8 thoughts on “6th year”

  1. Hi Nikolas!

    Is the Emergency Medicine practice in Norway done at “Akuttmottak” or “Anestesi”?

    1. To complete the specific learning requirements of the emergency medicine practice in Norway you have to go to the department of anaesthesia and intensive care. Doctors in the emergency room (“akuttmottak”) in Norway don’t really do “Emergency Medicine”, at least not yet and at least not in most places.

  2. Hi Nikolas,

    Can we choose either we do our Internal medicine exam in 1st department or 2nd department or is this random?

    1. When exam registration begins, you choose which department you sign up for. But the spots for 2nd department go fast, so you need to be quick to get a spot.

  3. What about written state?

    Thank you for all your amazing efforts and contributions!!

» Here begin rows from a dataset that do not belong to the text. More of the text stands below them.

//! H.264 PPS (Picture Parameter Set) 解析.

use hwdec_core::{BitReader, HwdecError, HwdecResult};

use super::scaling::{Fallback, ScalingMatrix, parse_scaling_matrix};
use super::sps::{MAX_SPS_ID, Sps, check_range};

/// PPS id 上限 (含)
pub const MAX_PPS_ID: u32 = 255;

/// 切片组映射 (FMO)
#[derive(Debug, Clone, PartialEq, Eq)]
pub enum SliceGroupMap {
    /// 类型 0: 交错
    Interleaved { run_length_minus1: Vec<u32> },
    /// 类型 1: 分散
    Dispersed,
    /// 类型 2: 前景与剩余区域
    Foreground {
        top_left: Vec<u32>,
        bottom_right: Vec<u32>,
    },
    /// 类型 3-5: 盒状/光栅/擦除演进
    Evolving {
        map_type: u32,
        change_direction_flag: bool,
        change_rate_minus1: u32,
    },
    /// 类型 6: 显式分配
    Explicit { slice_group_id: Vec<u32> },
}

/// PPS 解析结果
#[derive(Debug, Clone, PartialEq)]
pub struct Pps {
    pub pps_id: u32,
    pub sps_id: u32,
    /// false=CAVLC, true=CABAC
    pub entropy_coding_mode_flag: bool,
    /// bottom_field_pic_order_in_frame_present_flag (旧称 pic_order_present_flag)
    pub bottom_field_pic_order_in_frame_present_flag: bool,
    pub num_slice_groups: u32,
    pub slice_group_map: Option<SliceGroupMap>,
    pub num_ref_idx_l0_default_active: u32,
    pub num_ref_idx_l1_default_active: u32,
    pub weighted_pred_flag: bool,
    pub weighted_bipred_idc: u32,
    pub pic_init_qp_minus26: i32,
    pub pic_init_qs_minus26: i32,
    pub chroma_qp_index_offset: i32,
    pub deblocking_filter_control_present_flag: bool,
    pub constrained_intra_pred_flag: bool,
    pub redundant_pic_cnt_present_flag: bool,
    pub transform_8x8_mode_flag: bool,
    /// pic_scaling_matrix_present_flag 为 1 时的矩阵 (已应用回退规则)
    pub scaling_matrix: Option<ScalingMatrix>,
    /// 未携带扩展字段时等于 chroma_qp_index_offset
    pub second_chroma_qp_index_offset: i32,
}

impl Pps {
    /// SliceGroupChangeRate
    pub fn slice_group_change_rate(&self) -> Option<u32> {
        match &self.slice_group_map {
            Some(SliceGroupMap::Evolving {
                change_rate_minus1, ..
            }) => Some(change_rate_minus1 + 1),
            _ => None,
        }
    }

    /// 当前图像实际使用的量化矩阵
    ///
    /// PPS 携带矩阵时优先, 否则沿用序列级矩阵 (可能为 Flat_16).
    pub fn effective_scaling_matrix(&self, sps: &Sps) -> ScalingMatrix {
        match &self.scaling_matrix {
            Some(matrix) => matrix.clone(),
            None => sps.effective_scaling_matrix(),
        }
    }
}

/// 解析 PPS RBSP
///
/// `sps` 为 PPS 引用的序列参数集 (若已知), 决定 4:4:4 的 8x8 列表数量和缺省列表回退规则.
pub fn parse_pps(rbsp: &[u8], sps: Option<&Sps>) -> HwdecResult<Pps> {
    if rbsp.is_empty() {
        return Err(HwdecError::MalformedSyntax("H264: PPS RBSP 为空".into()));
    }

    let mut br = BitReader::new(rbsp);
    let pps_id = br.read_ue();
    check_range("pic_parameter_set_id", pps_id, MAX_PPS_ID)?;
    let sps_id = br.read_ue();
    check_range("seq_parameter_set_id", sps_id, MAX_SPS_ID)?;
    let sps = sps.filter(|sps| sps.sps_id == sps_id);

    let entropy_coding_mode_flag = br.read_flag();
    let bottom_field_pic_order_in_frame_present_flag = br.read_flag();

    let num_slice_groups_minus1 = br.read_ue();
    check_range("num_slice_groups_minus1", num_slice_groups_minus1, 7)?;
    let slice_group_map = if num_slice_groups_minus1 > 0 {
        Some(parse_slice_group_map(&mut br, num_slice_groups_minus1)?)
    } else {
        None
    };

    let l0_minus1 = br.read_ue();
    check_range("num_ref_idx_l0_default_active_minus1", l0_minus1, 31)?;
    let l1_minus1 = br.read_ue();
    check_range("num_ref_idx_l1_default_active_minus1", l1_minus1, 31)?;

    let weighted_pred_flag = br.read_flag();
    let weighted_bipred_idc = br.read_bits(2);
    check_range("weighted_bipred_idc", weighted_bipred_idc, 2)?;

    let pic_init_qp_minus26 = br.read_se();
    check_signed("pic_init_qp_minus26", pic_init_qp_minus26, -26, 25)?;
    let pic_init_qs_minus26 = br.read_se();
    check_signed("pic_init_qs_minus26", pic_init_qs_minus26, -26, 25)?;
    let chroma_qp_index_offset = br.read_se();
    check_signed("chroma_qp_index_offset", chroma_qp_index_offset, -12, 12)?;

    let deblocking_filter_control_present_flag = br.read_flag();
    let constrained_intra_pred_flag = br.read_flag();
    let redundant_pic_cnt_present_flag = br.read_flag();

    let mut transform_8x8_mode_flag = false;
    let mut scaling_matrix = None;
    let mut second_chroma_qp_index_offset = chroma_qp_index_offset;

    // 扩展字段没有存在标志, 只能通过 rbsp_trailing_bits 前瞻判断
    if !br.rbsp_trailing_bits() {
        transform_8x8_mode_flag = br.read_flag();
        if br.read_flag() {
            let chroma_format_idc = sps.map_or(1, |sps| sps.chroma_format_idc);
            let lists_8x8 = match (transform_8x8_mode_flag, chroma_format_idc) {
                (false, _) => 0,
                (true, 3) => 6,
                (true, _) => 2,
            };
            let seq_matrix = sps.and_then(|sps| sps.scaling_matrix.as_ref());
            let fallback = match seq_matrix {
                Some(seq) => Fallback::Sequence(seq),
                None => Fallback::Default,
            };
            scaling_matrix = Some(parse_scaling_matrix(&mut br, 6 + lists_8x8, fallback));
        }
        second_chroma_qp_index_offset = br.read_se();
        check_signed(
            "second_chroma_qp_index_offset",
            second_chroma_qp_index_offset,
            -12,
            12,
        )?;
    }

    if br.is_overrun() {
        return Err(HwdecError::MalformedSyntax(format!(
            "H264: PPS 数据截断, pps_id={pps_id}"
        )));
    }

    Ok(Pps {
        pps_id,
        sps_id,
        entropy_coding_mode_flag,
        bottom_field_pic_order_in_frame_present_flag,
        num_slice_groups: num_slice_groups_minus1 + 1,
        slice_group_map,
        num_ref_idx_l0_default_active: l0_minus1 + 1,
        num_ref_idx_l1_default_active: l1_minus1 + 1,
        weighted_pred_flag,
        weighted_bipred_idc,
        pic_init_qp_minus26,
        pic_init_qs_minus26,
        chroma_qp_index_offset,
        deblocking_filter_control_present_flag,
        constrained_intra_pred_flag,
        redundant_pic_cnt_present_flag,
        transform_8x8_mode_flag,
        scaling_matrix,
        second_chroma_qp_index_offset,
    })
}

fn check_signed(name: &str, value: i32, min: i32, max: i32) -> HwdecResult<()> {
    if !(min..=max).contains(&value) {
        return Err(HwdecError::MalformedSyntax(format!(
            "H264: {name} 超出范围, value={value}, range=[{min}, {max}]"
        )));
    }
    Ok(())
}

fn parse_slice_group_map(
    br: &mut BitReader,
    num_slice_groups_minus1: u32,
) -> HwdecResult<SliceGroupMap> {
    let map_type = br.read_ue();
    let map = match map_type {
        0 => SliceGroupMap::Interleaved {
            run_length_minus1: (0..=num_slice_groups_minus1).map(|_| br.read_ue()).collect(),
        },
        1 => SliceGroupMap::Dispersed,
        2 => {
            let mut top_left = Vec::new();
            let mut bottom_right = Vec::new();
            for _ in 0..num_slice_groups_minus1 {
                top_left.push(br.read_ue());
                bottom_right.push(br.read_ue());
            }
            SliceGroupMap::Foreground {
                top_left,
                bottom_right,
            }
        }
        3..=5 => SliceGroupMap::Evolving {
            map_type,
            change_direction_flag: br.read_flag(),
            change_rate_minus1: br.read_ue(),
        },
        6 => {
            let pic_size_in_map_units_minus1 = br.read_ue();
            // 上限为最大帧尺寸的宏块数
            check_range("pic_size_in_map_units_minus1", pic_size_in_map_units_minus1, 139_263)?;
            let bits = ceil_log2(num_slice_groups_minus1 + 1);
            SliceGroupMap::Explicit {
                slice_group_id: (0..=pic_size_in_map_units_minus1)
                    .map(|_| br.read_bits(bits))
                    .collect(),
            }
        }
        _ => {
            return Err(HwdecError::MalformedSyntax(format!(
                "H264: slice_group_map_type 非法, value={map_type}"
            )));
        }
    };
    Ok(map)
}

/// Ceil(Log2(value))
pub(crate) fn ceil_log2(value: u32) -> u32 {
    if value <= 1 {
        0
    } else {
        u32::BITS - (value - 1).leading_zeros()
    }
}
//! 硬件解码参数块 (VdpPictureInfoH264).

use crate::parsers::h264::{Pps, SliceHeader, Sps};

use super::picture::{CodedPicture, PictureStructure};
use super::reflist::{MAX_REFERENCE_FRAMES, VdpReferenceFrameH264};

/// 单个图像的解码参数
#[derive(Debug, Clone, PartialEq, Eq)]
pub struct PictureInfoH264 {
    pub slice_count: u32,
    /// 当前场缺失的一项为 0
    pub field_order_cnt: [i32; 2],
    pub is_reference: bool,
    pub frame_num: u16,
    pub field_pic_flag: bool,
    pub bottom_field_flag: bool,
    pub num_ref_frames: u8,
    pub mb_adaptive_frame_field_flag: bool,
    pub constrained_intra_pred_flag: bool,
    pub weighted_pred_flag: bool,
    pub weighted_bipred_idc: u8,
    pub frame_mbs_only_flag: bool,
    pub transform_8x8_mode_flag: bool,
    pub chroma_qp_index_offset: i8,
    pub second_chroma_qp_index_offset: i8,
    pub pic_init_qp_minus26: i8,
    pub num_ref_idx_l0_active_minus1: u8,
    pub num_ref_idx_l1_active_minus1: u8,
    pub log2_max_frame_num_minus4: u8,
    pub pic_order_cnt_type: u8,
    pub log2_max_pic_order_cnt_lsb_minus4: u8,
    pub delta_pic_order_always_zero_flag: bool,
    pub direct_8x8_inference_flag: bool,
    pub entropy_coding_mode_flag: bool,
    pub pic_order_present_flag: bool,
    pub deblocking_filter_control_present_flag: bool,
    pub redundant_pic_cnt_present_flag: bool,
    /// 光栅顺序
    pub scaling_lists_4x4: [[u8; 16]; 6],
    /// 帧内 Y, 帧间 Y (光栅顺序)
    pub scaling_lists_8x8: [[u8; 64]; 2],
    pub reference_frames: [VdpReferenceFrameH264; MAX_REFERENCE_FRAMES],
}

/// 组装当前编码图像的解码参数
pub fn build_picture_info(
    sps: &Sps,
    pps: &Pps,
    slice: &SliceHeader,
    picture: &CodedPicture,
    reference_frames: [VdpReferenceFrameH264; MAX_REFERENCE_FRAMES],
) -> PictureInfoH264 {
    let field_order_cnt = match picture.structure {
        PictureStructure::Frame => picture.field_order_cnt,
        PictureStructure::TopField => [picture.field_order_cnt[0], 0],
        PictureStructure::BottomField => [0, picture.field_order_cnt[1]],
    };
    let matrix = pps.effective_scaling_matrix(sps);

    PictureInfoH264 {
        slice_count: picture.slice_count,
        field_order_cnt,
        is_reference: picture.is_reference(),
        frame_num: slice.frame_num as u16,
        field_pic_flag: slice.field_pic_flag,
        bottom_field_flag: slice.bottom_field_flag,
        num_ref_frames: sps.max_num_ref_frames as u8,
        mb_adaptive_frame_field_flag: sps.mb_adaptive_frame_field_flag,
        constrained_intra_pred_flag: pps.constrained_intra_pred_flag,
        weighted_pred_flag: pps.weighted_pred_flag,
        weighted_bipred_idc: pps.weighted_bipred_idc as u8,
        frame_mbs_only_flag: sps.frame_mbs_only_flag,
        transform_8x8_mode_flag: pps.transform_8x8_mode_flag,
        chroma_qp_index_offset: pps.chroma_qp_index_offset as i8,
        second_chroma_qp_index_offset: pps.second_chroma_qp_index_offset as i8,
        pic_init_qp_minus26: pps.pic_init_qp_minus26 as i8,
        num_ref_idx_l0_active_minus1: slice.num_ref_idx_l0_active.saturating_sub(1) as u8,
        num_ref_idx_l1_active_minus1: slice.num_ref_idx_l1_active.saturating_sub(1) as u8,
        log2_max_frame_num_minus4: (sps.log2_max_frame_num - 4) as u8,
        pic_order_cnt_type: sps.pic_order_cnt_type as u8,
        log2_max_pic_order_cnt_lsb_minus4: sps.log2_max_pic_order_cnt_lsb.saturating_sub(4)
            as u8,
        delta_pic_order_always_zero_flag: sps.delta_pic_order_always_zero_flag,
        direct_8x8_inference_flag: sps.direct_8x8_inference_flag,
        entropy_coding_mode_flag: pps.entropy_coding_mode_flag,
        pic_order_present_flag: pps.bottom_field_pic_order_in_frame_present_flag,
        deblocking_filter_control_present_flag: pps.deblocking_filter_control_present_flag,
        redundant_pic_cnt_present_flag: pps.redundant_pic_cnt_present_flag,
        scaling_lists_4x4: matrix.lists_4x4,
        scaling_lists_8x8: [matrix.lists_8x8[0], matrix.lists_8x8[1]],
        reference_frames,
    }
}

  4. Thank you very much for this.
    I hope you know how much your website means to us. Whenever one walks through the floors on POTE, your website is opened on almost every notebook and people study your notes. Rarely one sees the lectures opened.
    Whenever you have a hard time you should remember this and even when you are specialized in your career and your notes are outdated, you will always have had a huge impact on the education of others and might be the reason one was sucessful at POTE and became a doctor in the end.
    Best of luck.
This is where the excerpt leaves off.